Friday, October 23, 2015

Grimm in English

Title page to Grimm, 1823We just acquired the first English translations of the brothers Grimm's German Popular Stories. The first volume was published in 1823 and the second in 1826. The presentation of Grimm's fairy tales in English is much different than the first German editions from 1812 and 1815. The brothers Grimm were engaged in a philological exploration of German language and culture. The German title,  Kinder und Hausm√§rchen, suggests that the stories were for children, but the scholarly apparatus and some of the more disturbing tales made the books a little less kid friendly.

Title page to Grimm 1826When the volumes were translated in to English, though, the publisher commissioned the popular George Cruikshank to illustrate the volumes. Some of the more gory details of the stories were softened to appeal to multiple audiences and Cruikshank's illustrations give an indication of those audiences. For the first volume, the title page shows a man in a tavern reading aloud from a book to a group of entertained revelers of all ages. It is interesting that the tales come from a book in Cruikshank's vision, since they were collected by the Grimms from an oral tradition.

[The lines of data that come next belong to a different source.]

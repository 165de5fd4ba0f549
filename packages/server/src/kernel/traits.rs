// Trait definitions for dependency injection
//
// These are INFRASTRUCTURE traits only - no business logic.
// Business logic (challenge issuance, identity resolution, admin
// elevation) lives in domain services that use these traits.
//
// Naming convention: Base* for trait names (e.g., BaseIdentityStore)

use anyhow::Result;
use async_trait::async_trait;
use chrono::{DateTime, Utc};
use uuid::Uuid;

use crate::domains::identity::models::{
    Account, AdminSession, Challenge, Channel, NewAccount, NewAdminSession,
};

// =============================================================================
// Identity Store Trait (Infrastructure - record persistence)
// =============================================================================

/// The external record store consumed by the identity core.
///
/// Every mutation is a single atomic store operation; in particular
/// `mark_challenge_used` must be a conditional update so that two
/// concurrent verifications cannot both consume one code.
#[async_trait]
pub trait BaseIdentityStore: Send + Sync {
    async fn create_account(&self, new: NewAccount) -> Result<Account>;
    async fn find_account_by_id(&self, id: Uuid) -> Result<Option<Account>>;
    async fn find_account_by_slug(&self, slug: &str) -> Result<Option<Account>>;
    /// All accounts, oldest first. Input to the resolver's linear scan.
    async fn list_accounts(&self) -> Result<Vec<Account>>;
    async fn set_account_active(&self, id: Uuid, is_active: bool) -> Result<()>;
    /// Hard delete; only used as signup rollback on delivery failure.
    async fn delete_account(&self, id: Uuid) -> Result<()>;

    async fn create_challenge(
        &self,
        subject_id: Uuid,
        code: &str,
        channel: Channel,
        expires_at: DateTime<Utc>,
    ) -> Result<Challenge>;
    /// The unused, unexpired challenge matching subject + code + channel.
    async fn find_active_challenge(
        &self,
        subject_id: Uuid,
        code: &str,
        channel: Channel,
        now: DateTime<Utc>,
    ) -> Result<Option<Challenge>>;
    /// Returns false if the challenge was already consumed.
    async fn mark_challenge_used(&self, id: Uuid) -> Result<bool>;
    async fn count_recent_challenges(
        &self,
        subject_id: Uuid,
        channel: Channel,
        since: DateTime<Utc>,
    ) -> Result<i64>;

    async fn create_admin_session(&self, new: NewAdminSession) -> Result<AdminSession>;
    async fn find_admin_session(&self, token: &str) -> Result<Option<AdminSession>>;
    async fn update_admin_session_flags(
        &self,
        token: &str,
        whatsapp_verified: bool,
        email_verified: bool,
    ) -> Result<()>;
}

// =============================================================================
// Delivery Gateway Trait (Infrastructure - outbound OTP delivery)
// =============================================================================

/// Fire-and-forget delivery of verification codes. Implementations
/// must bound each call with a timeout; a hung provider surfaces as an
/// error here and becomes `DeliveryFailed` in the service layer.
#[async_trait]
pub trait BaseDeliveryGateway: Send + Sync {
    /// Send a verification code over WhatsApp.
    async fn send_whatsapp(&self, number: &str, code: &str) -> Result<()>;

    /// Send a verification code over email.
    async fn send_email(&self, address: &str, code: &str) -> Result<()>;
}

// =============================================================================
// DNS Provisioner Trait (Infrastructure - tenant subdomains)
// =============================================================================

#[async_trait]
pub trait BaseDnsProvisioner: Send + Sync {
    /// Create the public DNS record for `{slug}.{base_domain}`.
    /// Called once at signup; failure is logged, never rolled back.
    async fn provision_tenant_host(&self, slug: &str) -> Result<()>;
}
use axum::{extract::Extension, http::StatusCode, Json};
use serde::Serialize;

use crate::server::app::AppState;

#[derive(Serialize)]
pub struct HealthResponse {
    status: String,
    database: DatabaseHealth,
    connection_pool: ConnectionPoolHealth,
}

#[derive(Serialize)]
pub struct DatabaseHealth {
    status: String,
    #[serde(skip_serializing_if = "Option::is_none")]
    error: Option<String>,
}

#[derive(Serialize)]
pub struct ConnectionPoolHealth {
    size: u32,
    idle_connections: usize,
}

/// Health check endpoint
///
/// Returns 200 OK if the database responds, 503 Service Unavailable
/// otherwise.
pub async fn health_handler(
    Extension(state): Extension<AppState>,
) -> (StatusCode, Json<HealthResponse>) {
    let db_health = match tokio::time::timeout(
        std::time::Duration::from_secs(5),
        sqlx::query("SELECT 1").execute(&state.db_pool),
    )
    .await
    {
        Ok(Ok(_)) => DatabaseHealth {
            status: "ok".to_string(),
            error: None,
        },
        Ok(Err(e)) => DatabaseHealth {
            status: "error".to_string(),
            error: Some(format!("Query failed: {}", e)),
        },
        Err(_) => DatabaseHealth {
            status: "error".to_string(),
            error: Some("Query timeout (>5s)".to_string()),
        },
    };

    let pool_health = ConnectionPoolHealth {
        size: state.db_pool.size(),
        idle_connections: state.db_pool.num_idle(),
    };

    let is_healthy = db_health.status == "ok";
    let status_code = if is_healthy {
        StatusCode::OK
    } else {
        StatusCode::SERVICE_UNAVAILABLE
    };

    (
        status_code,
        Json(HealthResponse {
            status: if is_healthy { "healthy" } else { "unhealthy" }.to_string(),
            database: db_health,
            connection_pool: pool_health,
        }),
    )
}
// Step-dispatched endpoint for the two-factor operator login.
//
// One POST endpoint, four steps: "whatsapp" opens a session and sends
// the first code, "whatsapp-verify" proves the WhatsApp leg, "email"
// sends the second code, "verify" proves both factors and elevates.

use axum::{
    extract::{Extension, Request},
    Json,
};
use serde::Deserialize;
use serde_json::{json, Value};

use crate::common::AuthError;
use crate::server::app::AppState;

#[derive(Debug, Deserialize)]
#[serde(rename_all = "kebab-case")]
pub enum AdminStep {
    Whatsapp,
    WhatsappVerify,
    Email,
    Verify,
}

#[derive(Debug, Deserialize)]
#[serde(rename_all = "camelCase")]
pub struct AdminAuthRequest {
    pub step: AdminStep,
    pub whatsapp_number: Option<String>,
    pub email: Option<String>,
    pub whatsapp_otp: Option<String>,
    pub email_otp: Option<String>,
    pub session_token: Option<String>,
}

fn required(field: Option<String>, name: &str) -> Result<String, AuthError> {
    field.ok_or_else(|| AuthError::InvalidInput(name.to_string()))
}

/// POST /api/admin/auth
pub async fn admin_auth_handler(
    Extension(state): Extension<AppState>,
    request: Request,
) -> Result<Json<Value>, AuthError> {
    // Audit-only origin data; "unknown" when a proxy strips headers.
    let client_ip = request
        .headers()
        .get("x-forwarded-for")
        .and_then(|h| h.to_str().ok())
        .unwrap_or("unknown")
        .to_string();
    let user_agent = request
        .headers()
        .get("user-agent")
        .and_then(|h| h.to_str().ok())
        .unwrap_or("unknown")
        .to_string();

    let bytes = axum::body::to_bytes(request.into_body(), 64 * 1024)
        .await
        .map_err(|_| AuthError::InvalidInput("body".to_string()))?;
    let body: AdminAuthRequest = serde_json::from_slice(&bytes)
        .map_err(|_| AuthError::InvalidInput("body".to_string()))?;

    match body.step {
        AdminStep::Whatsapp => {
            let number = required(body.whatsapp_number, "whatsappNumber")?;
            let token = state
                .admin_auth
                .start(&number, &client_ip, &user_agent)
                .await?;
            Ok(Json(json!({
                "sessionToken": token,
                "message": "Code sent over WhatsApp.",
            })))
        }
        AdminStep::WhatsappVerify => {
            let token = required(body.session_token, "sessionToken")?;
            let code = required(body.whatsapp_otp, "whatsappOtp")?;
            state.admin_auth.verify_whatsapp(&token, &code).await?;
            Ok(Json(json!({ "message": "WhatsApp verified." })))
        }
        AdminStep::Email => {
            let token = required(body.session_token, "sessionToken")?;
            let email = required(body.email, "email")?;
            state.admin_auth.add_email(&token, &email).await?;
            Ok(Json(json!({ "message": "Code sent over email." })))
        }
        AdminStep::Verify => {
            let token = required(body.session_token, "sessionToken")?;
            let whatsapp_otp = body.whatsapp_otp.unwrap_or_default();
            let email_otp = required(body.email_otp, "emailOtp")?;
            let session_token = state
                .admin_auth
                .complete(&token, &whatsapp_otp, &email_otp)
                .await?;
            Ok(Json(json!({
                "message": "Authentication complete.",
                "sessionToken": session_token,
            })))
        }
    }
}
// Common types and utilities shared across the application

pub mod errors;
pub mod phone;

pub use errors::AuthError;
pub use phone::normalize_phone;
// Kernel - infrastructure traits, dependency container, and test doubles

pub mod deps;
pub mod test_dependencies;
pub mod traits;

pub use deps::{CloudflareAdapter, DeliveryAdapter, ServerDeps};
pub use traits::{BaseDeliveryGateway, BaseDnsProvisioner, BaseIdentityStore};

Frontispiece to Perrault, 1697The second volume's illustration is an homage to the first printings of Charles Perrault's Mother Goose tales. The two images of an older woman sitting by a fire regaling a listeners with her tales are remarkably similar, even down to the cat warming itself by the fire. The big difference is that in Cruikshank's image, the listeners are obviously children, while there is plenty of ambiguity in the age of Mother Goose's audience.

To see the Grimm, ask for Rare PT921.K5613 1823.  The 1697 Perrault is Rare PQ1877.C513 1697.

Tuesday, October 20, 2015

My Dinner with Alessandro

I Promessi Sposi, 1845In 1836, while touring Europe, the well connected, wealthy Bostonians, George (Dartmouth class of 1807) and Anna Ticknor, paid a visit to Alessandro Manzoni at his villa in Milan. Manzoni, famous for his classic novel I Promessi Sposi, was a major force in the nineteenth-century Italian unification movement. Both George and Anna Ticknor recorded the visit in their journals. Their impressions of the day's events differed.

Anna noted that Manzoni "is not striking in his appearance or manner, and in conversation is neither fluent nor very interesting." George was granted a longer time with Manzoni and found him more talkative: "Thus, for instance, he was positively eloquent, when he urged his fears, that the attempts to introduce liberal institutions into Europe would end in furthering its claims of a heavier despotism on the people; and that the irreligious tendencies of the age would but arm the priesthood with new and more dangerous power."

Image of exhibit in Rauner Library
Ian Blanco, Claire Daly, Paul Maravelias, and Zonia Moore, the four members of Nancy Canepa's Italian 24 class, "Questions of Identity in the 19th Century," have just mounted an exhibit in the Rauner Reading Room showing the Ticknor diaries alongside early editions of Manzoni's I Promessi Sposi. The exhibit will be up until the end of term, so come in to see their amazing work.

After the exhibit comes down, you can see the diaries by asking for MS-1249, Box 1 and MS-983, Box 3.